Recorded data =
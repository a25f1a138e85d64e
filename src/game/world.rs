//! World store: the published maze snapshot and its generation counter

use serde::{Deserialize, Serialize};
use tracing::{info, warn};

use super::generator::MazeGenerator;

/// Impassable cell
pub const WALL: u32 = 0;
/// Corridor cell
pub const CORRIDOR: u32 = 1;
/// Id of the first generated room; later rooms count up from here
pub const FIRST_ROOM_ID: u32 = 2;

/// A grid cell coordinate
#[derive(Debug, Clone, Copy, PartialEq, Eq, Hash, Serialize, Deserialize)]
pub struct Point {
    pub x: i32,
    pub y: i32,
}

impl Point {
    pub const fn new(x: i32, y: i32) -> Self {
        Self { x, y }
    }
}

/// Largest accepted grid side
pub const MAX_GRID_SIDE: u32 = 512;
/// Largest accepted room count
pub const MAX_ROOM_COUNT: u32 = 1024;

/// Options handed to the maze generator
#[derive(Debug, Clone, Copy, PartialEq, Eq)]
pub struct GenerationOptions {
    pub width: u32,
    pub height: u32,
    /// Requested room count. Must be at least 2 so start and end differ.
    pub room_count: u32,
    pub average_room_size: u32,
}

impl Default for GenerationOptions {
    fn default() -> Self {
        Self {
            width: 20,
            height: 20,
            room_count: 6,
            average_room_size: 8,
        }
    }
}

impl GenerationOptions {
    pub fn validate(&self) -> Result<(), GenerationError> {
        if self.width == 0
            || self.height == 0
            || self.width > MAX_GRID_SIDE
            || self.height > MAX_GRID_SIDE
        {
            return Err(GenerationError::InvalidDimensions {
                width: self.width,
                height: self.height,
            });
        }
        if !(2..=MAX_ROOM_COUNT).contains(&self.room_count) {
            return Err(GenerationError::InvalidOptions(format!(
                "room_count must be between 2 and {}, got {}",
                MAX_ROOM_COUNT, self.room_count
            )));
        }
        if self.average_room_size == 0 {
            return Err(GenerationError::InvalidOptions(
                "average_room_size must be positive".to_string(),
            ));
        }
        Ok(())
    }
}

/// Room descriptor as produced by the generator
#[derive(Debug, Clone, PartialEq, Eq, Serialize, Deserialize)]
#[serde(rename_all = "camelCase")]
pub struct Room {
    pub id: u32,
    /// Top-left corner
    pub x: i32,
    pub y: i32,
    pub width: i32,
    pub height: i32,
    pub center_x: i32,
    pub center_y: i32,
}

impl Room {
    pub fn new(id: u32, x: i32, y: i32, width: i32, height: i32) -> Self {
        Self {
            id,
            x,
            y,
            width,
            height,
            center_x: x + width / 2,
            center_y: y + height / 2,
        }
    }

    pub fn center(&self) -> Point {
        Point::new(self.center_x, self.center_y)
    }
}

/// Raw generator output, not yet validated
#[derive(Debug, Clone)]
pub struct Maze {
    /// Cell codes indexed `grid[y][x]`
    pub grid: Vec<Vec<u32>>,
    pub width: u32,
    pub height: u32,
    pub rooms: Vec<Room>,
}

/// One published generation of the dungeon. Serializes directly as the
/// `world` message body.
#[derive(Debug, Clone, PartialEq, Eq, Serialize, Deserialize)]
#[serde(rename_all = "camelCase")]
pub struct World {
    pub grid: Vec<Vec<u32>>,
    pub width: u32,
    pub height: u32,
    pub rooms: Vec<Room>,
    /// Average room size the world was generated with
    pub room_size: u32,
    pub generation: u64,
    pub start: Point,
    pub end: Point,
}

impl World {
    /// Validate generator output and derive start/end from the room list.
    pub fn from_maze(
        maze: Maze,
        options: &GenerationOptions,
        generation: u64,
    ) -> Result<Self, GenerationError> {
        if maze.width == 0 || maze.height == 0 {
            return Err(GenerationError::InvalidDimensions {
                width: maze.width,
                height: maze.height,
            });
        }
        if maze.grid.len() != maze.height as usize
            || maze.grid.iter().any(|row| row.len() != maze.width as usize)
        {
            return Err(GenerationError::GridMismatch {
                width: maze.width,
                height: maze.height,
            });
        }
        if maze.rooms.is_empty() {
            return Err(GenerationError::MissingRooms);
        }
        if maze.rooms.len() < 2 {
            return Err(GenerationError::TooFewRooms {
                found: maze.rooms.len(),
            });
        }
        for (expected, room) in (FIRST_ROOM_ID..).zip(&maze.rooms) {
            if room.id != expected {
                return Err(GenerationError::RoomOrder {
                    expected,
                    found: room.id,
                });
            }
        }

        let mut world = Self {
            grid: maze.grid,
            width: maze.width,
            height: maze.height,
            rooms: maze.rooms,
            room_size: options.average_room_size,
            generation,
            start: Point::new(0, 0),
            end: Point::new(0, 0),
        };

        // Room ids are contiguous from FIRST_ROOM_ID, so first/last are start/end
        let (start_room, end_room) = match (world.rooms.first(), world.rooms.last()) {
            (Some(first), Some(last)) => (first.clone(), last.clone()),
            _ => return Err(GenerationError::MissingRooms),
        };
        for room in [&start_room, &end_room] {
            if !world.is_walkable(room.center()) {
                return Err(GenerationError::CenterNotWalkable { room: room.id });
            }
        }
        world.start = start_room.center();
        world.end = end_room.center();

        Ok(world)
    }

    pub fn in_bounds(&self, p: Point) -> bool {
        p.x >= 0 && p.y >= 0 && (p.x as u32) < self.width && (p.y as u32) < self.height
    }

    /// Cell code at `p`, or `None` when off the grid
    pub fn cell(&self, p: Point) -> Option<u32> {
        if !self.in_bounds(p) {
            return None;
        }
        self.grid
            .get(p.y as usize)
            .and_then(|row| row.get(p.x as usize))
            .copied()
    }

    pub fn is_walkable(&self, p: Point) -> bool {
        matches!(self.cell(p), Some(code) if code != WALL)
    }
}

/// Owns the generator and the currently published world
pub struct WorldStore {
    generator: Box<dyn MazeGenerator>,
    options: GenerationOptions,
    current: World,
}

impl WorldStore {
    /// Generate the first world (generation 1). Fails if the generator cannot
    /// produce a valid world, since there is nothing to fall back to.
    pub fn new(
        mut generator: Box<dyn MazeGenerator>,
        options: GenerationOptions,
    ) -> Result<Self, GenerationError> {
        options.validate()?;
        let maze = generator.generate(&options)?;
        let current = World::from_maze(maze, &options, 1)?;

        info!(
            generation = current.generation,
            rooms = current.rooms.len(),
            "Initial dungeon generated"
        );

        Ok(Self {
            generator,
            options,
            current,
        })
    }

    pub fn current(&self) -> &World {
        &self.current
    }

    pub fn options(&self) -> &GenerationOptions {
        &self.options
    }

    pub fn generation(&self) -> u64 {
        self.current.generation
    }

    /// Build and publish the next generation. On any failure the previous
    /// world stays published and the counter does not move.
    pub fn regenerate(&mut self, options: &GenerationOptions) -> Result<&World, GenerationError> {
        let next_generation = self.current.generation + 1;

        let result = options
            .validate()
            .and_then(|()| self.generator.generate(options))
            .and_then(|maze| World::from_maze(maze, options, next_generation));

        match result {
            Ok(world) => {
                info!(
                    generation = world.generation,
                    rooms = world.rooms.len(),
                    start_x = world.start.x,
                    start_y = world.start.y,
                    end_x = world.end.x,
                    end_y = world.end.y,
                    "Dungeon regenerated"
                );
                self.options = *options;
                self.current = world;
                Ok(&self.current)
            }
            Err(e) => {
                warn!(
                    generation = self.current.generation,
                    error = %e,
                    "Dungeon regeneration failed, keeping current world"
                );
                Err(e)
            }
        }
    }
}

/// Generation errors
#[derive(Debug, Clone, PartialEq, Eq, thiserror::Error)]
pub enum GenerationError {
    #[error("Invalid generation options: {0}")]
    InvalidOptions(String),

    #[error("Invalid dungeon dimensions {width}x{height}")]
    InvalidDimensions { width: u32, height: u32 },

    #[error("Grid does not match reported dimensions {width}x{height}")]
    GridMismatch { width: u32, height: u32 },

    #[error("Generator returned no room list")]
    MissingRooms,

    #[error("Generator produced {found} room(s), at least 2 are required")]
    TooFewRooms { found: usize },

    #[error("Room ids out of order: expected {expected}, found {found}")]
    RoomOrder { expected: u32, found: u32 },

    #[error("Center of room {room} is not a walkable cell")]
    CenterNotWalkable { room: u32 },
}

#[cfg(test)]
mod tests {
    use super::*;
    use crate::game::generator::RoomsAndCorridors;
    use crate::game::testing::{two_room_maze, ScriptedGenerator};

    #[test]
    fn test_from_maze_derives_start_and_end() {
        let world = World::from_maze(two_room_maze(), &GenerationOptions::default(), 1).unwrap();
        assert_eq!(world.start, world.rooms[0].center());
        assert_eq!(world.end, world.rooms[1].center());
        assert_ne!(world.start, world.end);
        assert!(world.is_walkable(world.start));
        assert!(world.is_walkable(world.end));
    }

    #[test]
    fn test_single_room_is_rejected() {
        let mut maze = two_room_maze();
        maze.rooms.truncate(1);
        let err = World::from_maze(maze, &GenerationOptions::default(), 1).unwrap_err();
        assert_eq!(err, GenerationError::TooFewRooms { found: 1 });
    }

    #[test]
    fn test_missing_room_list_is_rejected() {
        let mut maze = two_room_maze();
        maze.rooms.clear();
        let err = World::from_maze(maze, &GenerationOptions::default(), 1).unwrap_err();
        assert_eq!(err, GenerationError::MissingRooms);
    }

    #[test]
    fn test_mismatched_grid_is_rejected() {
        let mut maze = two_room_maze();
        maze.grid.pop();
        let err = World::from_maze(maze, &GenerationOptions::default(), 1).unwrap_err();
        assert!(matches!(err, GenerationError::GridMismatch { .. }));
    }

    #[test]
    fn test_room_center_on_wall_is_rejected() {
        let mut maze = two_room_maze();
        let center = maze.rooms[1].center();
        maze.grid[center.y as usize][center.x as usize] = WALL;
        let err = World::from_maze(maze, &GenerationOptions::default(), 1).unwrap_err();
        assert_eq!(err, GenerationError::CenterNotWalkable { room: 3 });
    }

    #[test]
    fn test_options_require_two_rooms() {
        let options = GenerationOptions {
            room_count: 1,
            ..GenerationOptions::default()
        };
        assert!(matches!(
            options.validate(),
            Err(GenerationError::InvalidOptions(_))
        ));
    }

    #[test]
    fn test_options_reject_oversized_dungeons() {
        let too_wide = GenerationOptions {
            width: MAX_GRID_SIDE + 1,
            ..GenerationOptions::default()
        };
        assert!(matches!(
            too_wide.validate(),
            Err(GenerationError::InvalidDimensions { .. })
        ));

        let too_many_rooms = GenerationOptions {
            room_count: u32::MAX,
            ..GenerationOptions::default()
        };
        assert!(matches!(
            too_many_rooms.validate(),
            Err(GenerationError::InvalidOptions(_))
        ));

        let largest = GenerationOptions {
            width: MAX_GRID_SIDE,
            height: MAX_GRID_SIDE,
            room_count: MAX_ROOM_COUNT,
            ..GenerationOptions::default()
        };
        assert!(largest.validate().is_ok());
    }

    #[test]
    fn test_cell_lookup_outside_grid() {
        let world = World::from_maze(two_room_maze(), &GenerationOptions::default(), 1).unwrap();
        assert_eq!(world.cell(Point::new(-1, 0)), None);
        assert_eq!(world.cell(Point::new(0, world.height as i32)), None);
        assert!(!world.is_walkable(Point::new(0, 0)));
    }

    #[test]
    fn test_store_starts_at_generation_one() {
        let store = WorldStore::new(
            Box::new(RoomsAndCorridors::seeded(7)),
            GenerationOptions::default(),
        )
        .unwrap();
        assert_eq!(store.generation(), 1);
    }

    #[test]
    fn test_regenerate_increments_generation() {
        let mut store = WorldStore::new(
            Box::new(RoomsAndCorridors::seeded(7)),
            GenerationOptions::default(),
        )
        .unwrap();
        let options = *store.options();

        for expected in 2..=5 {
            let world = store.regenerate(&options).unwrap();
            assert_eq!(world.generation, expected);
            assert_ne!(world.start, world.end);
        }
    }

    #[test]
    fn test_failed_regeneration_keeps_previous_world() {
        let mut store = WorldStore::new(
            Box::new(ScriptedGenerator::fail_after(1)),
            GenerationOptions::default(),
        )
        .unwrap();
        let before = store.current().clone();
        let options = *store.options();

        let err = store.regenerate(&options).unwrap_err();
        assert_eq!(err, GenerationError::TooFewRooms { found: 1 });
        assert_eq!(store.current(), &before);
        assert_eq!(store.generation(), 1);
    }

    #[test]
    fn test_initial_generation_failure_is_fatal() {
        let result = WorldStore::new(
            Box::new(ScriptedGenerator::fail_after(0)),
            GenerationOptions::default(),
        );
        assert!(result.is_err());
    }

    #[test]
    fn test_world_serializes_with_wire_field_names() {
        let world = World::from_maze(two_room_maze(), &GenerationOptions::default(), 4).unwrap();
        let json = serde_json::to_value(&world).unwrap();
        assert_eq!(json["roomSize"], 8);
        assert_eq!(json["generation"], 4);
        assert!(json["rooms"][0]["centerX"].is_number());
        assert_eq!(json["start"]["x"], world.start.x);
    }
}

Task brief =
Please, starting with the first line of the material above, write out each line exactly and finish on the line that includes "accepted room count".

Solution =
repository a25f1a138e85d64e
filename src/game/world.rs
//! World store: the published maze snapshot and its generation counter

use serde::{Deserialize, Serialize};
use tracing::{info, warn};

use super::generator::MazeGenerator;

/// Impassable cell
pub const WALL: u32 = 0;
/// Corridor cell
pub const CORRIDOR: u32 = 1;
/// Id of the first generated room; later rooms count up from here
pub const FIRST_ROOM_ID: u32 = 2;

/// A grid cell coordinate
#[derive(Debug, Clone, Copy, PartialEq, Eq, Hash, Serialize, Deserialize)]
pub struct Point {
    pub x: i32,
    pub y: i32,
}

impl Point {
    pub const fn new(x: i32, y: i32) -> Self {
        Self { x, y }
    }
}

/// Largest accepted grid side
pub const MAX_GRID_SIDE: u32 = 512;
/// Largest accepted room count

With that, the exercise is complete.